In the first day or so of life, the fruit fly Drosophila melanogaster grows from a glistening oval egg into a wriggly maggot. As it does so, regular stripes of gene activity appear that eventually translate into the segments of the maggot’s body.
These regimented patterns caught the eye of physicist-turned-biologist Hans Meinhardt, who began putting forward mathematical models to explain them, based in part on the kind of reaction—diffusion ideas proposed by Alan Turing in 1952. Then in 1978, a year before Newman and Frisch’s paper on Turing patterning in the limb, theoretical biologist Stuart Kauffman laid out how he thought the same system was in action in the developing fly.
Kauffman suggested that the neat lines in the Drosophila embryo might be created by Turing’s reaction-diffusion method, with interactions of activators and inhibitors generating stripes of different molecules across the growing body. These, he suggested, are then refined and interpreted to create segments with individual characteristics—bearing wings or legs, for example—depending on where they are.
At the Centre for Genomic Regulation in Barcelona, Spain, James Sharpe suspects that the famous stripes in a fruit fly embryo might have more to do with Turing patterning than the rest of the developmental biology community are prepared to believe.
Unlike the situation with the developing “fingers” in the chicken limb, where Turing’s ideas were quickly rejected, these models were taken seriously by developmental biologists working with real flies in the lab. Leader among these was German embryologist Christiane (Janni) Nüsslein-Volhard, whose dogged search for genes that affect Drosophila development was key to laying open the genetic recipe book that makes a fruit fly.
Michael Akam, an expert in insect development at the University of Cambridge, recalls the situation at the time. “There were a lot of different models. Janni talked a lot to Hans Meinhardt when they were doing the original screens for genes in Drosophila and she expected to find Turing-type mechanisms.” But it turned out not to be so.
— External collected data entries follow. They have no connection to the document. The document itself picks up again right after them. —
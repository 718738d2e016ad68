// self
use crate::{
	_prelude::*,
	api::Cx1Client,
	http::ApiHttpClient,
	model::{self, User},
	obs::{self, Surface},
};

impl<C> Cx1Client<C>
where
	C: ?Sized + ApiHttpClient,
{
	/// Lists the users of the tenant realm, service accounts included.
	pub async fn get_users(&self) -> Result<Vec<User>> {
		obs::observe(Surface::Identity, "get_users", "", async {
			let body = self.get_iam("/users?briefRepresentation=true").await?;
			let users = model::decode_users(&body)?;

			tracing::trace!(count = users.len(), "Listed users.");

			Ok(users)
		})
		.await
	}
}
At first glance the beautiful repeating stripes in the fly seemed consistent with what would be expected from a self-organizing, Turing-like pattern. And mistakes, or mutations, in a single gene seemed to change the pattern across the whole organism—another key hallmark. But on closer inspection, it became apparent that this was not the case. Nüsslein-Volhard and the rest of the fly brigade started to find mutations that seemed to have specific effects on just one stripe, which didn’t fit with the idea of a self-striping system.
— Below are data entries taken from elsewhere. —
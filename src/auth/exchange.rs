//! OIDC token exchange against the tenant realm.
//!
//! One form-encoded POST per call. The response is parsed as loosely typed JSON and the
//! `access_token` field is checked for presence and type before it becomes a
//! [`BearerToken`]. Nothing is retried; callers re-run the exchange when a token expires.

// self
use crate::{
	_prelude::*,
	auth::{BearerToken, Grant},
	config::ClientConfig,
	decode,
	error::{AuthError, TransportError},
	http::{ApiHttpClient, ApiRequest, CONTENT_TYPE, FORM_CONTENT_TYPE, HttpMethod},
	obs::{self, CallOutcome, CallSpan, Surface},
};

/// Exchanges `grant` for a bearer token at the tenant's token endpoint.
pub async fn authenticate<C>(
	http_client: &C,
	config: &ClientConfig,
	grant: &Grant,
) -> Result<BearerToken, AuthError>
where
	C: ?Sized + ApiHttpClient,
{
	const SURFACE: Surface = Surface::Token;

	let span = CallSpan::new(SURFACE, "authenticate", config.tenant.as_ref());

	obs::record_call_outcome(SURFACE, CallOutcome::Attempt);

	let result = span.instrument(exchange(http_client, config, grant)).await;

	match &result {
		Ok(token) => {
			tracing::debug!(token = %token.preview(), "Obtained bearer token.");
			obs::record_call_outcome(SURFACE, CallOutcome::Success);
		},
		Err(e) => {
			tracing::warn!(error = %e, "Authentication failed.");
			obs::record_call_outcome(SURFACE, CallOutcome::Failure);
		},
	}

	result
}

async fn exchange<C>(
	http_client: &C,
	config: &ClientConfig,
	grant: &Grant,
) -> Result<BearerToken, AuthError>
where
	C: ?Sized + ApiHttpClient,
{
	let endpoint = config.token_endpoint().map_err(|e| AuthError::Transport {
		source: TransportError::build(HttpMethod::Post, config.iam_url.as_str(), e),
	})?;

	tracing::info!(
		tenant = %config.tenant,
		grant_type = %grant.grant_type(),
		endpoint = %endpoint,
		"Authenticating with the identity provider."
	);

	let form = url::form_urlencoded::Serializer::new(String::new())
		.extend_pairs(grant.form_fields(&config.defaults))
		.finish();
	let request = ApiRequest::new(HttpMethod::Post, endpoint)
		.with_header(CONTENT_TYPE, FORM_CONTENT_TYPE)
		.with_body(form.into_bytes());
	let response = http_client
		.execute(request)
		.await
		.map_err(|source| AuthError::Transport { source })?;
	let status = response.status;
	let mut de = serde_json::Deserializer::from_slice(&response.body);
	let body: Value = serde_path_to_error::deserialize(&mut de).map_err(|source| {
		AuthError::MalformedResponse { len: response.body.len(), status, source }
	})?;

	match body.get("access_token") {
		Some(Value::String(token)) => BearerToken::new(token.as_str()),
		None | Some(Value::Null) => Err(rejection(&body, status)),
		Some(other) => Err(AuthError::InvalidAccessToken { found: decode::type_name(other) }),
	}
}

fn rejection(body: &Value, status: u16) -> AuthError {
	match body.get("error").and_then(Value::as_str) {
		Some(error) => AuthError::Rejected {
			status,
			error: error.to_owned(),
			description: body.get("error_description").and_then(Value::as_str).map(str::to_owned),
		},
		None => AuthError::MissingAccessToken { status },
	}
}

#[cfg(test)]
mod tests {
	// crates.io
	use parking_lot::Mutex;
	use serde_json::json;
	// self
	use super::*;
	use crate::{
		http::{ApiResponse, HttpFuture},
		model::TenantId,
	};

	struct Canned {
		response: ApiResponse,
		seen: Mutex<Vec<ApiRequest>>,
	}
	impl Canned {
		fn new(status: u16, body: impl Into<Vec<u8>>) -> Self {
			Self { response: ApiResponse::new(status, body), seen: Mutex::new(Vec::new()) }
		}
	}
	impl ApiHttpClient for Canned {
		fn execute(
			&self,
			request: ApiRequest,
		) -> HttpFuture<'_, Result<ApiResponse, TransportError>> {
			self.seen.lock().push(request);

			let response = self.response.clone();

			Box::pin(async move { Ok(response) })
		}
	}

	fn config() -> ClientConfig {
		ClientConfig::builder(TenantId::new("acme").expect("Tenant fixture should be valid."))
			.api_url(Url::parse("https://eu.ast.checkmarx.net").expect("API URL should parse."))
			.iam_url(Url::parse("https://eu.iam.checkmarx.net").expect("IAM URL should parse."))
			.build()
			.expect("Configuration fixture should build.")
	}

	#[tokio::test]
	async fn api_key_grant_posts_form_and_reads_token() {
		let http = Canned::new(200, json!({ "access_token": "X" }).to_string());
		let token = authenticate(&http, &config(), &Grant::api_key("key-123"))
			.await
			.expect("Token should be extracted.");

		assert_eq!(token.expose(), "X");

		let seen = http.seen.lock();
		let request = &seen[0];
		let body = String::from_utf8(request.body.clone().expect("Form body should be set."))
			.expect("Form body should be UTF-8.");

		assert_eq!(seen.len(), 1);
		assert_eq!(request.method, HttpMethod::Post);
		assert_eq!(
			request.url.as_str(),
			"https://eu.iam.checkmarx.net/auth/realms/acme/protocol/openid-connect/token"
		);
		assert_eq!(request.header(CONTENT_TYPE), Some(FORM_CONTENT_TYPE));
		assert_eq!(body, "grant_type=refresh_token&client_id=ast-app&refresh_token=key-123");
	}

	#[tokio::test]
	async fn missing_and_mistyped_tokens_are_errors() {
		let missing = Canned::new(200, "{\"token_type\":\"Bearer\"}");
		let err = authenticate(&missing, &config(), &Grant::client_credentials("svc", "s"))
			.await
			.expect_err("Missing access_token must fail.");

		assert!(matches!(err, AuthError::MissingAccessToken { status: 200 }));

		let numeric = Canned::new(200, "{\"access_token\":42}");
		let err = authenticate(&numeric, &config(), &Grant::client_credentials("svc", "s"))
			.await
			.expect_err("Numeric access_token must fail.");

		assert!(matches!(err, AuthError::InvalidAccessToken { found: "a number" }));

		let empty = Canned::new(200, "{\"access_token\":\"\"}");
		let err = authenticate(&empty, &config(), &Grant::api_key("k"))
			.await
			.expect_err("Empty access_token must fail.");

		assert!(matches!(err, AuthError::EmptyAccessToken));
	}

	#[tokio::test]
	async fn oidc_errors_and_garbage_bodies() {
		let rejected = Canned::new(
			401,
			json!({ "error": "invalid_grant", "error_description": "Token is not active" })
				.to_string(),
		);
		let err = authenticate(&rejected, &config(), &Grant::api_key("stale"))
			.await
			.expect_err("Rejected grant must fail.");

		match err {
			AuthError::Rejected { status, error, description } => {
				assert_eq!(status, 401);
				assert_eq!(error, "invalid_grant");
				assert_eq!(description.as_deref(), Some("Token is not active"));
			},
			other => panic!("Unexpected error: {other:?}"),
		}

		let garbage = Canned::new(502, "<html>Bad Gateway</html>");
		let err = authenticate(&garbage, &config(), &Grant::api_key("k"))
			.await
			.expect_err("HTML bodies must fail.");

		assert!(matches!(err, AuthError::MalformedResponse { len: 24, status: 502, .. }));
	}
}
Piece by piece the picture slotted together. In the fruit fly, it turns out that the stripes are inelegantly generated by a complex interplay of underlying gradients of morphogens. Turing’s ghost had led them astray. Akam explains, “I remember Janni saying, ‘We were misled for years by Meinhardt’s models and they turned out to be completely unhelpful.’”
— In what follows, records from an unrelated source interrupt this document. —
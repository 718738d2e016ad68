//! Strongly typed identifiers for tenants and remote records.
//!
//! Record identifiers are assigned by the platform; the client only validates that a value
//! can be safely interpolated into a request path.

// std
use std::{borrow::Borrow, ops::Deref};
// self
use crate::_prelude::*;

macro_rules! def_id {
	($name:ident, $doc:literal, $kind:literal) => {
		#[doc = $doc]
		#[derive(Clone, PartialEq, Eq, PartialOrd, Ord, Hash, Serialize, Deserialize)]
		#[serde(try_from = "String", into = "String")]
		pub struct $name(String);
		impl $name {
			/// Creates a new identifier after validation.
			pub fn new(value: impl AsRef<str>) -> Result<Self, IdentifierError> {
				let view = value.as_ref();

				validate_view($kind, view)?;

				Ok(Self(view.to_owned()))
			}
		}
		impl Deref for $name {
			type Target = str;

			fn deref(&self) -> &Self::Target {
				&self.0
			}
		}
		impl AsRef<str> for $name {
			fn as_ref(&self) -> &str {
				&self.0
			}
		}
		impl From<$name> for String {
			fn from(value: $name) -> Self {
				value.0
			}
		}
		impl TryFrom<String> for $name {
			type Error = IdentifierError;

			fn try_from(value: String) -> Result<Self, Self::Error> {
				validate_view($kind, &value)?;

				Ok(Self(value))
			}
		}
		impl Borrow<str> for $name {
			fn borrow(&self) -> &str {
				&self.0
			}
		}
		impl PartialEq<str> for $name {
			fn eq(&self, other: &str) -> bool {
				self.0 == other
			}
		}
		impl PartialEq<&str> for $name {
			fn eq(&self, other: &&str) -> bool {
				self.0 == *other
			}
		}
		impl Debug for $name {
			fn fmt(&self, f: &mut Formatter) -> FmtResult {
				write!(f, concat!($kind, "({})"), self.0)
			}
		}
		impl Display for $name {
			fn fmt(&self, f: &mut Formatter) -> FmtResult {
				f.write_str(&self.0)
			}
		}
		impl FromStr for $name {
			type Err = IdentifierError;

			fn from_str(s: &str) -> Result<Self, Self::Err> {
				Self::new(s)
			}
		}
	};
}

const IDENTIFIER_MAX_LEN: usize = 128;
const RESERVED: [char; 4] = ['/', '?', '#', '&'];

/// Error returned when identifier validation fails.
#[derive(Clone, Debug, PartialEq, Eq, Serialize, ThisError)]
pub enum IdentifierError {
	/// The identifier was empty.
	#[error("{kind} identifier cannot be empty.")]
	Empty {
		/// Kind of identifier.
		kind: &'static str,
	},
	/// The identifier contains whitespace characters.
	#[error("{kind} identifier contains whitespace.")]
	ContainsWhitespace {
		/// Kind of identifier.
		kind: &'static str,
	},
	/// The identifier contains a character that would change the request URL.
	#[error("{kind} identifier contains the reserved character `{ch}`.")]
	ReservedCharacter {
		/// Kind of identifier.
		kind: &'static str,
		/// Offending character.
		ch: char,
	},
	/// The identifier exceeded the allowed character count.
	#[error("{kind} identifier exceeds {max} characters.")]
	TooLong {
		/// Kind of identifier.
		kind: &'static str,
		/// Maximum permitted character count.
		max: usize,
	},
}

def_id! { TenantId, "Tenant (identity realm) name.", "Tenant" }
def_id! { GroupId, "Identity-provider group identifier.", "Group" }
def_id! { UserId, "Identity-provider user identifier.", "User" }
def_id! { ProjectId, "Project identifier.", "Project" }
def_id! { ScanId, "Scan identifier.", "Scan" }
def_id! { ReportId, "Report generation job identifier.", "Report" }

fn validate_view(kind: &'static str, view: &str) -> Result<(), IdentifierError> {
	if view.is_empty() {
		return Err(IdentifierError::Empty { kind });
	}
	if view.chars().any(char::is_whitespace) {
		return Err(IdentifierError::ContainsWhitespace { kind });
	}
	if let Some(ch) = view.chars().find(|ch| RESERVED.contains(ch)) {
		return Err(IdentifierError::ReservedCharacter { kind, ch });
	}
	if view.len() > IDENTIFIER_MAX_LEN {
		return Err(IdentifierError::TooLong { kind, max: IDENTIFIER_MAX_LEN });
	}

	Ok(())
}
//! Identity-provider groups.

// self
use crate::{
	_prelude::*,
	decode::{self, FieldReader},
	error::DecodeError,
	model::GroupId,
};

/// Group defined in the tenant realm.
#[derive(Clone, Debug, PartialEq, Eq, Serialize, Deserialize)]
pub struct Group {
	/// Group identifier.
	pub id: GroupId,
	/// Display name.
	pub name: String,
}
impl Group {
	pub(crate) fn from_reader(reader: &FieldReader<'_>) -> Result<Self, DecodeError> {
		Ok(Self { id: reader.required_id("id")?, name: reader.required_str("name")?.to_owned() })
	}
}

/// Decodes the group array returned by the identity admin API.
pub(crate) fn decode_groups(bytes: &[u8]) -> Result<Vec<Group>, DecodeError> {
	decode::decode_array("group", bytes, Group::from_reader)
}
By the late 1980s it looked like the idea that Turing mechanisms could explain the creation of any part of a living thing had been finally laid to rest. The stripy fruit fly maggots that looked for all the world like they were patterned by a Turing mechanism turned out not to be so. This supported the prevailing dogma that the digits in the limb were patterned by underlying gradients of morphogen chemicals, rather than a self-organizing Turing system.
But with new evidence coming to light showing that Turing patterns underlie a number of biological phenomena, including limb patterning, it’s time for a rethink.
At the Centre for Genomic Regulation in Barcelona, Spain, James Sharpe suspects that the famous stripes in a fruit fly embryo might have more to do with Turing patterning than the rest of the developmental biology community are prepared to believe. When I ask him about this he chuckles guiltily. “Personally, I think that even in the fly things need to be re-evaluated, but I can’t really say it publicly. The Drosophila biologists absolutely killed that idea and won’t contemplate anything other than fairly pure positional information.”
As a Drosophila biologist himself, Michael Akam is a little more circumspect. “I think we were unfairly negative about modeling, and what’s happened in the last few years has been a vindication of some of the modelers’ views, actually. We now understand quite a lot more about the fly, and some of the things that were highlighted as being most peculiar and unexpected about it we would now see as characteristics that evolved at some point in insects but were not originally part of their segmentation process.”
But could there be Turing mechanisms at work? Akam also thinks there probably are ancestral repetitive processes going on to make insect segments, which have subsequently been overwritten by the complex gene patterns laid on top by thousands of years of evolution—filling in the painting by numbers on top of a pre-existing pattern, rather than actually generating a pattern. “Even if they’re not Turing patterns, then they’re some kind of physical processes. It must be of some comfort to the modelers.”